Advogado diz que mulher negra "não tem perfil de gerente" e chama funcionárias de padaria de 'faveladas'
Advogado culpou injustamente funcionárias de padaria por feijão derramado no banco do seu carro. Ao saber que a gerente do estabelecimento era uma mulher negra, o homem passou a fazer comentários racistas e depreciativos. Rafael Marconato chegou a atirar marmita em trabalhadora
O advogado Rafael Beutler Marconato está sendo investigado pelo crime de injúria racial após xingar e agredir uma mulher negra que trabalha como gerente de uma padaria em Ribeirão Preto (SP).

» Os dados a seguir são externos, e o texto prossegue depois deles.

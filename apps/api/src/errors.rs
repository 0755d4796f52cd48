use axum::{
    http::StatusCode,
    response::{IntoResponse, Response},
    Json,
};
use serde_json::json;
use thiserror::Error;

use crate::llm_client::LlmError;

/// Application-level error type.
/// Implements `IntoResponse` so Axum handlers can return `Result<T, AppError>`.
/// Every variant is scoped to the single request that produced it.
#[derive(Debug, Error)]
pub enum AppError {
    #[error("Validation error: {0}")]
    Validation(String),

    #[error("Unprocessable entity: {0}")]
    UnprocessableEntity(String),

    #[error("Unauthorized")]
    Unauthorized,

    #[error("Configuration error: {0}")]
    Config(String),

    #[error("Database error: {0}")]
    Database(#[from] sqlx::Error),

    #[error("LLM error: {0}")]
    Llm(String),

    #[error("Internal server error: {0}")]
    Internal(#[from] anyhow::Error),
}

impl AppError {
    /// Wraps an LLM failure with the operation that triggered it.
    /// A missing API key is a configuration problem, not an upstream one.
    pub fn llm(operation: &str, err: LlmError) -> Self {
        match err {
            LlmError::MissingApiKey => {
                AppError::Config("LLM API key is not configured".to_string())
            }
            other => AppError::Llm(format!("{operation}: {other}")),
        }
    }
}

impl IntoResponse for AppError {
    fn into_response(self) -> Response {
        let (status, code, message) = match &self {
            AppError::Validation(msg) => (StatusCode::BAD_REQUEST, "VALIDATION_ERROR", msg.clone()),
            AppError::UnprocessableEntity(msg) => (
                StatusCode::UNPROCESSABLE_ENTITY,
                "UNPROCESSABLE_ENTITY",
                msg.clone(),
            ),
            AppError::Unauthorized => (
                StatusCode::UNAUTHORIZED,
                "UNAUTHORIZED",
                "Unauthorized - please sign in".to_string(),
            ),
            AppError::Config(msg) => {
                tracing::error!("Configuration error: {msg}");
                (
                    StatusCode::INTERNAL_SERVER_ERROR,
                    "CONFIG_ERROR",
                    msg.clone(),
                )
            }
            AppError::Database(e) => {
                tracing::error!("Database error: {e}");
                (
                    StatusCode::INTERNAL_SERVER_ERROR,
                    "DATABASE_ERROR",
                    "A database error occurred".to_string(),
                )
            }
            AppError::Llm(msg) => {
                tracing::error!("LLM error: {msg}");
                (
                    StatusCode::INTERNAL_SERVER_ERROR,
                    "LLM_ERROR",
                    "An AI processing error occurred".to_string(),
                )
            }
            AppError::Internal(e) => {
                tracing::error!("Internal error: {e:?}");
                (
                    StatusCode::INTERNAL_SERVER_ERROR,
                    "INTERNAL_ERROR",
                    "An internal server error occurred".to_string(),
                )
            }
        };

        let body = Json(json!({
            "error": {
                "code": code,
                "message": message
            }
        }));

        (status, body).into_response()
    }
}
use axum::Json;
use serde_json::{json, Value};

/// GET /health
/// Returns a simple status object with service version.
pub async fn health_handler() -> Json<Value> {
    Json(json!({
        "ok": true,
        "status": "ok",
        "version": env!("CARGO_PKG_VERSION"),
        "service": env!("CARGO_PKG_NAME")
    }))
}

Rafael Marconato teria dito que, por ser preta, ela não poderia estar ocupando o cargo de gerência na empresa. O caso aconteceu na tarde do último domingo (26).

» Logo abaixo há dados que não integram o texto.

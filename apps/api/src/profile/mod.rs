// Profile intake: resume parsing (text or PDF upload) and onboarding
// extraction into a structured belief state stored as a user_profile memory.

pub mod handlers;
pub mod onboarding;
pub mod prompts;
pub mod resume;
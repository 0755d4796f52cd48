//! Stateless chat passthrough. The client owns the conversation history; the
//! server only prepends the mentor persona. Nothing is read from or written to memory.

use axum::{extract::State, Json};
use serde::{Deserialize, Serialize};

use crate::errors::AppError;
use crate::llm_client::prompts::CHAT_SYSTEM;
use crate::llm_client::{ensure_configured, ChatMessage, ChatModel, LlmTask, Role};
use crate::state::AppState;

#[derive(Debug, Clone, Deserialize)]
pub struct ChatRequest {
    pub messages: Vec<ChatMessage>,
}

#[derive(Debug, Clone, Serialize)]
pub struct ChatReply {
    pub role: Role,
    pub content: String,
}

pub async fn chat(llm: &dyn ChatModel, history: &[ChatMessage]) -> Result<ChatReply, AppError> {
    if history.is_empty() {
        return Err(AppError::Validation("messages must not be empty".to_string()));
    }
    ensure_configured(llm).map_err(|e| AppError::llm("Chat", e))?;

    // Client-supplied system messages are dropped; the persona is fixed.
    let messages: Vec<ChatMessage> = std::iter::once(ChatMessage::system(CHAT_SYSTEM))
        .chain(history.iter().filter(|m| m.role != Role::System).cloned())
        .collect();

    let content = llm
        .complete(LlmTask::Chat, &messages)
        .await
        .map_err(|e| AppError::llm("Failed to fetch AI response", e))?;

    Ok(ChatReply {
        role: Role::Assistant,
        content,
    })
}

/// POST /api/chat
pub async fn handle_chat(
    State(state): State<AppState>,
    Json(req): Json<ChatRequest>,
) -> Result<Json<ChatReply>, AppError> {
    let reply = chat(state.llm.as_ref(), &req.messages).await?;
    Ok(Json(reply))
}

Alessandra Silva Biserra, de 38 anos, registrou um boletim de ocorrência (BO) de forma eletrônica na segunda-feira (27). Ela relata que o advogado esteve na padaria na manhã do dia anterior e comprou uma marmita. Cerca de três horas depois, ele retornou ao estabelecimento pedindo ressarcimento ou a troca do produto, pois o pote de feijão vazou e sujou o assento de seu carro. Ele também teria solicitado o pagamento da lavagem do automóvel.

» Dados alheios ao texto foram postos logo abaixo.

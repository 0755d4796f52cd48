//! Turns a user's recent memories into the context block injected into prompts.
//!
//! Input is newest-first, exactly as `MemoryStore::fetch_recent` returns it.
//! Lessons keep that order; conversation history is flipped to oldest-first.

use crate::models::memory::MemoryRecord;

pub const EMPTY_MEMORY_PLACEHOLDER: &str =
    "No past memories available. This appears to be an early conversation.";
pub const LESSONS_HEADER: &str = "## PAST MISTAKES & LESSONS (CRITICAL)";
pub const HISTORY_HEADER: &str = "## RECENT CONVERSATION HISTORY";

/// Splits records into (reflections, everything else), preserving input order.
fn partition_memories(memories: &[MemoryRecord]) -> (Vec<&MemoryRecord>, Vec<&MemoryRecord>) {
    memories.iter().partition(|m| m.is_reflection())
}

/// The newest reflection in a newest-first list. Only this one gates enforcement.
pub fn latest_reflection(memories: &[MemoryRecord]) -> Option<&MemoryRecord> {
    memories.iter().find(|m| m.is_reflection())
}

pub fn format_memories_for_prompt(memories: &[MemoryRecord]) -> String {
    if memories.is_empty() {
        return EMPTY_MEMORY_PLACEHOLDER.to_string();
    }

    let (reflections, history) = partition_memories(memories);
    let mut context = String::new();

    if !reflections.is_empty() {
        let lessons = reflections
            .iter()
            .map(|m| format!("- [LESSON LEARNED]: {}", m.content))
            .collect::<Vec<_>>()
            .join("\n");
        context.push_str(&format!("{LESSONS_HEADER}\n{lessons}\n\n"));
    }

    let history_text = history
        .iter()
        .rev()
        .map(|m| {
            // Only advice is attributed to the mentor; every other type reads as the user.
            let label = if m.is_mentor_advice() { "Mentor" } else { "User" };
            format!(
                "[{}] {}: {}",
                m.created_at.format("%-m/%-d/%Y"),
                label,
                m.content
            )
        })
        .collect::<Vec<_>>()
        .join("\n");

    context.push_str(&format!("{HISTORY_HEADER}\n{history_text}"));
    context
}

A gerente afirma que verificou imagens de câmeras e constatou que a embalagem foi entregue devidamente lacrada. Portanto, o cliente foi informado que o valor não poderia ser devolvido e ressaltou que o homem ficou sob posse do produto por horas até retornar.
O advogado atirou o pote de feijão contra Alessandra e, segundo consta no BO, pediu para falar com a gerente do estabelecimento, que não poderia ser ela, porque é preta. O gesto foi gravado pelas câmeras de segurança da padaria.
“Eu atendi ele no balcão. Ele pediu feijão para as meninas pegarem e elas foram lá em cima pegar, embalaram para ele e eu entreguei para ele. Ele inclusive perguntou se tinha vinagrete, e eu respondi que não porque geralmente é de sábado por causa da feijoada. Ele disse tudo bem então”, diz Alessandra.
“Ele estava questionando que quando saiu daqui com o produto, ele não estava embalado adequadamente, tanto que derramou no carro dele. Só que se você verificar as imagens, o produto saiu embalado corretamente. O que aconteceu fora daqui eu não sei te explicar”, afirma Alessandra.
O advogado de defesa de Alessandra, César Augusto Moreira, disse que o caso será enviado a uma delegacia especializada e sua cliente deve prestar depoimento nos próximos dias. Ele adiantou que a vítima irá pedir a continuidade da ação. O Ministério Público de São Paulo deverá apresentar uma denúncia contra o investigado para que o caso seja judicializado.
“A gente pensa que nunca vai acontecer com a gente e olha eu aqui, mostrando para o provo que racismo ainda existe. Todas as pessoas que se sentirem ofendidas têm que procurar os direitos delas. Minha raça não quer dizer nada sobre mim. Eu fiz o boletim porque me senti muito ofendida. Poderia ter sido de outra forma”, desabafa Alessandra.
Ofendeu outras funcionárias
Funcionários da padaria dizem que o advogado ofendeu o grupo todo que estava terminando o trabalho. “Ele chegou acabando com todo mundo, falando que a gente era favelado. Ele estava muito alterado. Ele invadiu a padaria e a gente pediu por gentileza para ele se retirar. Ele empurrou outros funcionários que não deixaram ele entrar, mas ele invadiu, com toda aquela agressividade”, conta a operadora de caixa do estabelecimento.
“Abala todas as estruturas. Ela [Alessandra] está de frente, é nossa gerente, ela tem que ser a pessoa que impõe, que cuida de todos os funcionários. Querendo ou não, ele [advogado] humilhou ela na frente de todos”, lamenta outra funcionária.
OAB se manifesta
A Ordem dos Advogados do Brasil (OAB) em Ribeirão Preto (SP) deve apurar a conduta do advogado Rafael Beutler Marconato. De acordo com Leandro César, membro da Comissão de Igualdade da OAB, o caso deve ser analisado pelo Tribunal de Ética e Disciplina da ordem, assim que a defesa de Alessandra formalizar a denúncia.
“Ele [Marconato] vai poder apresentar sua defesa, prestar esclarecimentos e eventualmente poderá ser punido. A punição pode ser desde uma censura até mais grave, como a exclusão. Tudo isso depende do devido processo legal na Comissão de Ética e na Justiça comum”, afirma.
Recentemente, o presidente Luiz Inácio Lula da Silva (PT) sancionou uma lei que equipara a injúria racial ao crime de racismo. Com a mudança na legislação, as condutas tipificadas como injúria passam a ser inafiançáveis e imprescritíveis. A pena para quem cometer o crime, até então de 1 a 3 anos de reclusão, pode variar de 2 a 5 anos de prisão.